[Stored dataset items]

--------------------------------------------------

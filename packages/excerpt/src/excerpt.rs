//! Teaser paragraphs for post listings.
//!
//! The teaser comes from one of three sources, in order of preference:
//! a hand-written excerpt, the part of the content before `<!--more-->`
//! (front page only), or the first few sentences of the content.

use std::sync::LazyLock;

use regex::Regex;
use serde::{Deserialize, Serialize};

use crate::config::DEFAULT_SENTENCE_COUNT;
use crate::markup::{clean_text_with, escape_attr, escape_html, strip_tags, ShortcodeSet};
use crate::sentences::take_sentences;
use crate::types::{Post, View};

/// How a teaser is built.
#[derive(Debug, Clone, PartialEq, Eq, Serialize, Deserialize)]
#[serde(default)]
pub struct ExcerptOptions {
    /// Sentences kept when the teaser is cut from the content.
    pub sentence_count: usize,

    /// Append a "read more" link.
    pub use_more: bool,

    /// Text of the "read more" link. No link is rendered when empty.
    pub more_link_text: String,

    /// Remove HTML tags from the teaser.
    pub strip_tags: bool,

    /// Remove shortcodes from the teaser.
    pub strip_shortcodes: bool,

    /// Registered shortcode names. Empty means the default registry;
    /// `"*"` strips every shortcode-shaped token.
    pub shortcodes: Vec<String>,
}

impl Default for ExcerptOptions {
    fn default() -> Self {
        Self {
            sentence_count: DEFAULT_SENTENCE_COUNT,
            use_more: true,
            more_link_text: String::new(),
            strip_tags: true,
            strip_shortcodes: true,
            shortcodes: Vec::new(),
        }
    }
}

impl ExcerptOptions {
    /// Link text actually rendered, or `None` when no link should appear.
    fn more_text(&self) -> Option<&str> {
        Some(self.more_link_text.as_str()).filter(|text| self.use_more && !text.is_empty())
    }

    fn shortcode_set(&self) -> ShortcodeSet {
        ShortcodeSet::from_names(self.shortcodes.iter().cloned())
    }
}

/// Where a teaser body came from.
#[derive(Debug, Clone, Copy, PartialEq, Eq, Serialize)]
#[serde(rename_all = "snake_case")]
pub enum ExcerptSource {
    /// The post's hand-written excerpt.
    Custom,

    /// Content before the `<!--more-->` marker.
    MoreTag,

    /// Leading sentences of the content.
    Sentences,
}

/// The more marker, `<!--more-->` or `<!--more Custom link text-->`.
/// Captures: (1) the custom link text.
#[allow(clippy::expect_used)] // Static regex that is guaranteed to be valid
static MORE_MARKER: LazyLock<Regex> =
    LazyLock::new(|| Regex::new(r"(?s)<!--more(.*?)-->").expect("valid regex"));

/// Position of the more marker and its custom link text, when the marker
/// splits the content into a non-empty teaser and the rest.
fn more_marker(content: &str) -> Option<(usize, Option<&str>)> {
    let caps = MORE_MARKER.captures(content)?;
    let whole = caps.get(0)?;
    if whole.start() == 0 {
        return None;
    }
    let custom = caps
        .get(1)
        .map(|m| m.as_str().trim())
        .filter(|text| !text.is_empty());
    Some((whole.start(), custom))
}

/// Pick the teaser body for a post, before any stripping.
pub fn excerpt_source(post: &Post, options: &ExcerptOptions, view: View) -> (ExcerptSource, String) {
    if let Some(custom) = post.custom_excerpt() {
        return (ExcerptSource::Custom, custom.trim().to_string());
    }

    if view == View::Home {
        if let Some((pos, _)) = more_marker(&post.content) {
            return (ExcerptSource::MoreTag, post.content[..pos].trim().to_string());
        }
    }

    let clean = clean_text_with(&post.content, &options.shortcode_set());
    (
        ExcerptSource::Sentences,
        take_sentences(&clean, options.sentence_count),
    )
}

/// Teaser body with the configured stripping applied, without link or wrapper.
pub fn excerpt_text(post: &Post, options: &ExcerptOptions, view: View) -> String {
    let (_, body) = excerpt_source(post, options, view);
    strip_body(&body, options)
}

fn strip_body(body: &str, options: &ExcerptOptions) -> String {
    let body = if options.strip_shortcodes {
        options.shortcode_set().strip(body)
    } else {
        body.to_string()
    };
    if options.strip_tags {
        strip_tags(&body)
    } else {
        body
    }
}

/// Build the teaser paragraph for a post.
///
/// The body is stripped according to `options`, followed by the "read more"
/// link (which survives stripping), and wrapped in `<p>`.
///
/// # Examples
/// ```
/// use chrono::Utc;
/// use newsdesk_excerpt::excerpt::{build_excerpt, ExcerptOptions};
/// use newsdesk_excerpt::types::{Author, Post, View};
///
/// let post = Post::new(7, "Vote", "https://news.example/vote", Utc::now(), Author::new("Ann", "ann"))
///     .with_content("<p>Polls close at 8. Turnout is high. Results follow.</p>");
/// let options = ExcerptOptions { sentence_count: 2, use_more: false, ..ExcerptOptions::default() };
///
/// assert_eq!(
///     build_excerpt(&post, &options, View::Archive),
///     "<p>Polls close at 8. Turnout is high.</p>"
/// );
/// ```
pub fn build_excerpt(post: &Post, options: &ExcerptOptions, view: View) -> String {
    let (source, body) = excerpt_source(post, options, view);
    let mut output = strip_body(&body, options);

    let link_text = match source {
        ExcerptSource::MoreTag if options.use_more => more_marker(&post.content)
            .and_then(|(_, custom)| custom)
            .or_else(|| options.more_text()),
        _ => options.more_text(),
    };
    if let Some(text) = link_text.map(escape_html) {
        let link = match source {
            ExcerptSource::MoreTag => format!(
                r#"<a href="{}#more-{}" class="more-link">{text}</a>"#,
                escape_attr(&post.permalink),
                post.id
            ),
            ExcerptSource::Custom | ExcerptSource::Sentences => {
                format!(r#"<a href="{}">{text}</a>"#, escape_attr(&post.permalink))
            }
        };
        if !output.is_empty() {
            output.push(' ');
        }
        output.push_str(&link);
    }

    tracing::debug!(post_id = post.id, source = ?source, "Built excerpt");
    format!("<p>{output}</p>")
}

--------------------------------------------------

_TASK OBJECTIVE_
The answer must be every line of the data that holds the word "LazyLock".

_WRITTEN RESPONSE_
use std::sync::LazyLock;
static MORE_MARKER: LazyLock<Regex> =
    LazyLock::new(|| Regex::new(r"(?s)<!--more(.*?)-->").expect("valid regex"));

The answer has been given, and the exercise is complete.